Un grande successo, una sceneggiatura fatta quasi esclusivamente di scene madri: Mourinho che fa il gesto delle manette, Mourinho che dice battute memorabili («sento il rumore dei nemici, e mi piace», «neppure Gesù era simpatico a tutti», «zero tituli»), Mourinho che piange dopo aver battuto il Bayern. E adesso Mourinho in ginocchio, battuto dal Bayern. Ma pensa: che perfette simmetrie disegna il destino. Poi dice che uno ha la tentazione della fede. Non è che davvero esiste un dio infinitamente giusto e sta lassù ad occuparsi dei peccati umani, prende nota: eccesso di hibris, troppa superbia fanciullo, giù, in ginocchio? O è soltanto un’altra trovata della regia? Arriva l’eliminazione e che cosa mi metto addosso? Un bel vestito di normalità. Domani scriveranno di umanità ritrovata, come dopo le lacrime; qualcuno cospargerà di zucchero la mia testa, non sfuggirà l’eleganza dell’ensemble scuro. Quanti articoli trovate sull’esultanza dell’allenatore tedesco? Com’è che si chiama? Quando ai mondiali del 2010 il Giappone fu buttato fuori ai rigori il suo ct, Takeshi Okada, non fece una piega, né ai gol fatti né ai gol presi, né durante né dopo. Raccolse ironie: scrissero che aveva avuto una paresi. Alla fine disse: «Se siamo usciti è colpa mia». Sindrome nipponica, diagnosticarono: addossarsi il peso del mondo, sciabolarsi la pancia se non funziona. Giù il cappello, piuttosto: nel dominio della lotta l’uscita di scena dello sconfitto (come del vincitore) diventa un trionfo se si ammanta d’impassibilità.
Prendi l’esito, quale che sia, lo incarti, te lo porti via e vai a rovesciarlo in quel calderone di opportunità che è domani. «Domani è un altro giorno», ha detto Mourinho tuffandosi in un minestrone di banalità che comprendeva anche «la lotteria dei rigori», «sono passati loro perché ne hanno segnato uno di più» fino all’inevitabile «non hanno vinto i migliori». Invece è così. È sempre così. Perfino quando vince lui, quando vince il Real, quando ha vinto l’Inter, il Chelsea, il Porto. Un solo dato sconfigge il relativismo: il risultato.
Annulla il valore, decreta l’effetto e riconosce una sola causa: ha vinto chi ha saputo farlo e quello è il migliore. Non lo sei, per esempio, se non hai ancora capit o c h e a l l a « l o t t e r i a dei rigori» devi far partecipare quelli che non hanno mai pescato biglietti milionari.
Non vinci con Cristiano Ronaldo, ma con Fabio Grosso. È scritto nella storia, se non l’hai studiata è colpa tua. La differenzaè che Takeshi Okada lo sa, e ineffabile ammette. Mourinho lo sa, ma ribalta lo specchio per non guardare.

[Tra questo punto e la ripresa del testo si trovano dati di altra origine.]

//! Error types for Fanout

use thiserror::Error;

use crate::types::{FailureKind, PostStatus};

pub type Result<T> = std::result::Result<T, FanoutError>;

#[derive(Error, Debug)]
pub enum FanoutError {
    #[error("Configuration error: {0}")]
    Config(#[from] ConfigError),

    #[error("Database error: {0}")]
    Database(#[from] DbError),

    #[error("Adapter error: {0}")]
    Adapter(#[from] AdapterError),

    /// A status change outside the transition table. This is a logic fault
    /// in the caller, never a retryable condition.
    #[error("Invalid status transition: {from} -> {to}")]
    InvalidTransition { from: PostStatus, to: PostStatus },

    /// An outstanding job already holds this dedup key. Expected during
    /// idempotent scheduling; callers treat it as a no-op signal.
    #[error("Duplicate job for dedup key: {0}")]
    DuplicateJob(String),

    /// A stale write was rejected by the version check. Expected under
    /// concurrency; callers re-read and retry a bounded number of times.
    #[error("Version conflict saving post: {0}")]
    VersionConflict(String),

    #[error("Invalid input: {0}")]
    InvalidInput(String),
}

impl FanoutError {
    /// Returns the appropriate exit code for this error
    pub fn exit_code(&self) -> i32 {
        match self {
            FanoutError::InvalidInput(_) => 3,
            FanoutError::Config(_) => 2,
            _ => 1,
        }
    }
}

#[derive(Error, Debug)]
pub enum ConfigError {
    #[error("Failed to read config file: {0}")]
    ReadError(#[from] std::io::Error),

    #[error("Failed to parse config: {0}")]
    ParseError(#[from] toml::de::Error),

    #[error("Missing required field: {0}")]
    MissingField(String),
}

#[derive(Error, Debug)]
pub enum DbError {
    #[error("Database operation failed: {0}")]
    SqlxError(#[from] sqlx::Error),

    #[error("Migration failed: {0}")]
    MigrationError(#[from] sqlx::migrate::MigrateError),

    #[error("Record encoding failed: {0}")]
    Encoding(#[from] serde_json::Error),

    #[error("IO error: {0}")]
    IoError(#[from] std::io::Error),
}

/// Failure reported by a platform adapter. The variant is the retry
/// classification; workers never inspect anything beyond kind and message.
#[derive(Error, Debug, Clone)]
pub enum AdapterError {
    #[error("transient platform failure: {0}")]
    Transient(String),

    #[error("permanent platform failure: {0}")]
    Permanent(String),
}

impl AdapterError {
    pub fn kind(&self) -> FailureKind {
        match self {
            AdapterError::Transient(_) => FailureKind::Transient,
            AdapterError::Permanent(_) => FailureKind::Permanent,
        }
    }

    pub fn message(&self) -> &str {
        match self {
            AdapterError::Transient(msg) | AdapterError::Permanent(msg) => msg,
        }
    }
}
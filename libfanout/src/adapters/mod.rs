//! Platform adapters
//!
//! One capability interface over every publishing destination. Workers
//! never know which network they are talking to; they hand the adapter a
//! post and a resolved credential and get back a remote post id or a
//! classified failure.

use std::collections::HashMap;
use std::sync::Arc;

use async_trait::async_trait;

use crate::error::AdapterError;
use crate::types::{Credential, MetricMap, Platform, Post};

pub mod mock;
pub mod website;

pub type AdapterResult<T> = std::result::Result<T, AdapterError>;

/// Capability over one publishing destination.
///
/// Implementations classify every failure as transient or permanent; the
/// retry policy decides what happens next. They must be safe to call
/// concurrently from multiple workers.
#[async_trait]
pub trait PlatformAdapter: Send + Sync {
    /// The platform this adapter serves.
    fn platform(&self) -> Platform;

    /// Publish the post, returning the platform-assigned remote post id.
    async fn publish(&self, post: &Post, credential: &Credential) -> AdapterResult<String>;

    /// Fetch current metrics for a previously published post.
    async fn fetch_analytics(
        &self,
        remote_post_id: &str,
        credential: &Credential,
    ) -> AdapterResult<MetricMap>;
}

/// Maps platforms to adapter instances. Built once at startup and handed to
/// the workers; there are no process-wide adapter globals.
#[derive(Default, Clone)]
pub struct AdapterRegistry {
    adapters: HashMap<Platform, Arc<dyn PlatformAdapter>>,
}

impl AdapterRegistry {
    pub fn new() -> Self {
        Self::default()
    }

    pub fn register(&mut self, adapter: Arc<dyn PlatformAdapter>) {
        self.adapters.insert(adapter.platform(), adapter);
    }

    pub fn get(&self, platform: Platform) -> Option<Arc<dyn PlatformAdapter>> {
        self.adapters.get(&platform).cloned()
    }

    pub fn platforms(&self) -> Vec<Platform> {
        let mut platforms: Vec<Platform> = self.adapters.keys().copied().collect();
        platforms.sort();
        platforms
    }

    pub fn is_empty(&self) -> bool {
        self.adapters.is_empty()
    }

    pub fn len(&self) -> usize {
        self.adapters.len()
    }
}
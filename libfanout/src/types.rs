//! Core types for Fanout

use std::collections::BTreeMap;
use std::fmt;
use std::str::FromStr;

use secrecy::{ExposeSecret, SecretString};
use serde::{Deserialize, Serialize};
use uuid::Uuid;

/// A publishing destination.
///
/// The set is closed: every adapter, credential, and job row refers to one
/// of these. `website` covers client-owned sites reached through their
/// publishing endpoint rather than a social network API.
#[derive(
    Debug, Clone, Copy, PartialEq, Eq, PartialOrd, Ord, Hash, Serialize, Deserialize, sqlx::Type,
)]
#[serde(rename_all = "snake_case")]
#[sqlx(type_name = "TEXT", rename_all = "snake_case")]
pub enum Platform {
    Facebook,
    Instagram,
    Linkedin,
    Google,
    Website,
}

impl Platform {
    pub const ALL: [Platform; 5] = [
        Platform::Facebook,
        Platform::Instagram,
        Platform::Linkedin,
        Platform::Google,
        Platform::Website,
    ];

    pub fn as_str(&self) -> &'static str {
        match self {
            Platform::Facebook => "facebook",
            Platform::Instagram => "instagram",
            Platform::Linkedin => "linkedin",
            Platform::Google => "google",
            Platform::Website => "website",
        }
    }
}

impl fmt::Display for Platform {
    fn fmt(&self, f: &mut fmt::Formatter<'_>) -> fmt::Result {
        write!(f, "{}", self.as_str())
    }
}

impl FromStr for Platform {
    type Err = String;

    fn from_str(s: &str) -> Result<Self, Self::Err> {
        match s.to_lowercase().as_str() {
            "facebook" => Ok(Platform::Facebook),
            "instagram" => Ok(Platform::Instagram),
            "linkedin" => Ok(Platform::Linkedin),
            "google" => Ok(Platform::Google),
            "website" => Ok(Platform::Website),
            _ => Err(format!(
                "Unknown platform: '{}'. Valid options: facebook, instagram, linkedin, google, website",
                s
            )),
        }
    }
}

/// Lifecycle status of a post. Transitions are validated by the state
/// machine in [`crate::state`].
#[derive(Debug, Clone, Copy, PartialEq, Eq, Serialize, Deserialize, sqlx::Type)]
#[serde(rename_all = "snake_case")]
#[sqlx(type_name = "TEXT", rename_all = "snake_case")]
pub enum PostStatus {
    Draft,
    PendingApproval,
    Approved,
    Scheduled,
    Published,
    Failed,
}

impl PostStatus {
    pub fn as_str(&self) -> &'static str {
        match self {
            PostStatus::Draft => "draft",
            PostStatus::PendingApproval => "pending_approval",
            PostStatus::Approved => "approved",
            PostStatus::Scheduled => "scheduled",
            PostStatus::Published => "published",
            PostStatus::Failed => "failed",
        }
    }
}

impl fmt::Display for PostStatus {
    fn fmt(&self, f: &mut fmt::Formatter<'_>) -> fmt::Result {
        write!(f, "{}", self.as_str())
    }
}

#[derive(Debug, Clone, Serialize, Deserialize)]
pub struct Post {
    pub id: String,
    pub tenant_id: String,
    pub client_id: String,
    pub campaign_id: Option<String>,
    pub title: String,
    pub body: String,
    /// Ordered asset references (media ids owned by the portal backend).
    pub assets: Vec<String>,
    /// Targeted platforms. Never empty for a post that reaches the pipeline.
    pub platforms: Vec<Platform>,
    pub status: PostStatus,
    /// Unix timestamp. Present whenever `status == Scheduled`.
    pub schedule_time: Option<i64>,
    pub created_at: i64,
    /// Optimistic-concurrency counter, bumped on every save.
    pub version: i64,
}

impl Post {
    pub fn new(
        tenant_id: impl Into<String>,
        client_id: impl Into<String>,
        title: impl Into<String>,
        body: impl Into<String>,
        platforms: Vec<Platform>,
    ) -> Self {
        Self {
            id: Uuid::new_v4().to_string(),
            tenant_id: tenant_id.into(),
            client_id: client_id.into(),
            campaign_id: None,
            title: title.into(),
            body: body.into(),
            assets: Vec::new(),
            platforms,
            status: PostStatus::Draft,
            schedule_time: None,
            created_at: chrono::Utc::now().timestamp(),
            version: 0,
        }
    }
}

/// Failure classification driving the retry policy.
#[derive(Debug, Clone, Copy, PartialEq, Eq, Serialize, Deserialize, sqlx::Type)]
#[serde(rename_all = "snake_case")]
#[sqlx(type_name = "TEXT", rename_all = "snake_case")]
pub enum FailureKind {
    /// Rate limits, timeouts, 5xx. Worth retrying.
    Transient,
    /// Invalid credential, content rejected, other 4xx. Never retried.
    Permanent,
}

#[derive(Debug, Clone, PartialEq)]
pub enum AttemptOutcome {
    Success { remote_post_id: String },
    Failure { kind: FailureKind, message: String },
}

/// One publish attempt for a (post, platform) pair. Appended once, never
/// mutated; together the rows form the post's audit trail.
#[derive(Debug, Clone)]
pub struct PublishAttempt {
    pub id: Option<i64>,
    pub post_id: String,
    pub platform: Platform,
    /// 1-based, mirrors the job's attempt counter.
    pub attempt_number: i64,
    pub started_at: i64,
    pub outcome: AttemptOutcome,
    /// Set when the failure is retryable; absent on success and on
    /// terminal failures.
    pub next_retry_at: Option<i64>,
}

impl PublishAttempt {
    pub fn succeeded(
        post_id: impl Into<String>,
        platform: Platform,
        attempt_number: i64,
        started_at: i64,
        remote_post_id: impl Into<String>,
    ) -> Self {
        Self {
            id: None,
            post_id: post_id.into(),
            platform,
            attempt_number,
            started_at,
            outcome: AttemptOutcome::Success {
                remote_post_id: remote_post_id.into(),
            },
            next_retry_at: None,
        }
    }

    pub fn failed(
        post_id: impl Into<String>,
        platform: Platform,
        attempt_number: i64,
        started_at: i64,
        kind: FailureKind,
        message: impl Into<String>,
        next_retry_at: Option<i64>,
    ) -> Self {
        Self {
            id: None,
            post_id: post_id.into(),
            platform,
            attempt_number,
            started_at,
            outcome: AttemptOutcome::Failure {
                kind,
                message: message.into(),
            },
            next_retry_at,
        }
    }

    pub fn is_success(&self) -> bool {
        matches!(self.outcome, AttemptOutcome::Success { .. })
    }

    /// A failure with no scheduled retry: the platform gave up.
    pub fn is_terminal_failure(&self) -> bool {
        matches!(self.outcome, AttemptOutcome::Failure { .. }) && self.next_retry_at.is_none()
    }

    pub fn remote_post_id(&self) -> Option<&str> {
        match &self.outcome {
            AttemptOutcome::Success { remote_post_id } => Some(remote_post_id),
            AttemptOutcome::Failure { .. } => None,
        }
    }
}

pub type MetricMap = BTreeMap<String, f64>;

/// One captured set of metrics for a published (post, platform).
#[derive(Debug, Clone)]
pub struct AnalyticsSnapshot {
    pub id: Option<i64>,
    pub post_id: String,
    pub platform: Platform,
    pub captured_at: i64,
    pub metrics: MetricMap,
}

impl AnalyticsSnapshot {
    pub fn new(
        post_id: impl Into<String>,
        platform: Platform,
        captured_at: i64,
        metrics: MetricMap,
    ) -> Self {
        Self {
            id: None,
            post_id: post_id.into(),
            platform,
            captured_at,
            metrics,
        }
    }
}

#[derive(Debug, Clone, Copy, PartialEq, Eq, Hash, Serialize, Deserialize, sqlx::Type)]
#[serde(rename_all = "snake_case")]
#[sqlx(type_name = "TEXT", rename_all = "snake_case")]
pub enum JobKind {
    Publish,
    Analytics,
}

impl JobKind {
    pub fn as_str(&self) -> &'static str {
        match self {
            JobKind::Publish => "publish",
            JobKind::Analytics => "analytics",
        }
    }
}

impl fmt::Display for JobKind {
    fn fmt(&self, f: &mut fmt::Formatter<'_>) -> fmt::Result {
        write!(f, "{}", self.as_str())
    }
}

impl FromStr for JobKind {
    type Err = String;

    fn from_str(s: &str) -> Result<Self, Self::Err> {
        match s.to_lowercase().as_str() {
            "publish" => Ok(JobKind::Publish),
            "analytics" => Ok(JobKind::Analytics),
            _ => Err(format!(
                "Unknown job kind: '{}'. Valid options: publish, analytics",
                s
            )),
        }
    }
}

/// A job about to be enqueued. The queue assigns the row id.
#[derive(Debug, Clone)]
pub struct NewJob {
    pub kind: JobKind,
    pub tenant_id: String,
    pub post_id: String,
    pub platform: Platform,
    pub attempt: i64,
    pub not_before: i64,
}

impl NewJob {
    pub fn publish(
        tenant_id: impl Into<String>,
        post_id: impl Into<String>,
        platform: Platform,
        not_before: i64,
    ) -> Self {
        Self {
            kind: JobKind::Publish,
            tenant_id: tenant_id.into(),
            post_id: post_id.into(),
            platform,
            attempt: 1,
            not_before,
        }
    }

    pub fn analytics(
        tenant_id: impl Into<String>,
        post_id: impl Into<String>,
        platform: Platform,
        not_before: i64,
    ) -> Self {
        Self {
            kind: JobKind::Analytics,
            tenant_id: tenant_id.into(),
            post_id: post_id.into(),
            platform,
            attempt: 1,
            not_before,
        }
    }

    /// Unique while the job is outstanding: guarantees at most one in-flight
    /// job per (tenant, post, platform, kind).
    pub fn dedup_key(&self) -> String {
        format!(
            "{}:{}:{}:{}",
            self.tenant_id, self.post_id, self.platform, self.kind
        )
    }
}

/// A stored job as returned by the queue.
#[derive(Debug, Clone)]
pub struct Job {
    pub id: i64,
    pub kind: JobKind,
    pub tenant_id: String,
    pub post_id: String,
    pub platform: Platform,
    pub attempt: i64,
    pub not_before: i64,
    pub dedup_key: String,
    pub enqueued_at: i64,
}

/// A leased job. The token identifies this grant; ack/nack/extend only take
/// effect while the token is still current, so a consumer holding an expired
/// lease cannot affect a job that was re-leased elsewhere.
#[derive(Debug, Clone)]
pub struct JobLease {
    pub job: Job,
    pub lease_token: String,
    pub leased_until: i64,
}

/// A resolved per-tenant platform credential.
///
/// The token is wrapped so it never appears in debug output or logs. How it
/// was obtained (OAuth flows etc.) is the portal backend's business.
#[derive(Clone)]
pub struct Credential {
    access_token: SecretString,
    pub account_ref: Option<String>,
}

impl Credential {
    pub fn new(access_token: impl Into<String>) -> Self {
        Self {
            access_token: SecretString::from(access_token.into()),
            account_ref: None,
        }
    }

    pub fn with_account_ref(mut self, account_ref: impl Into<String>) -> Self {
        self.account_ref = Some(account_ref.into());
        self
    }

    pub fn token(&self) -> &str {
        self.access_token.expose_secret()
    }
}

impl fmt::Debug for Credential {
    fn fmt(&self, f: &mut fmt::Formatter<'_>) -> fmt::Result {
        f.debug_struct("Credential")
            .field("access_token", &"[REDACTED]")
            .field("account_ref", &self.account_ref)
            .finish()
    }
}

L’immagine resta, tuttavia. Un uomo come tanti, che non pensava di poter perdere. Ogni bellezza è crudele, quella del destino si eleva a potenza: è meraviglioso e ferale vedere come si stanca dei suoi eroi e li punisce. È da poveretti gioire perché squadre e allenatori normodotati hanno mandato a casa il Barcellona e Mou. Ma è giusto e liberatorio dirci che non ne potevamo improvvisamente più di quella tiritera di passaggi orizzontali da un lato e di quell’automitologia dall’altro. E pure Almodovar fa qualche boiata pazzesca.
Dopodiché, se tifassi per una squadra vorrei l’allenasse Mourinho. Ma per fortuna ho smesso di tifare.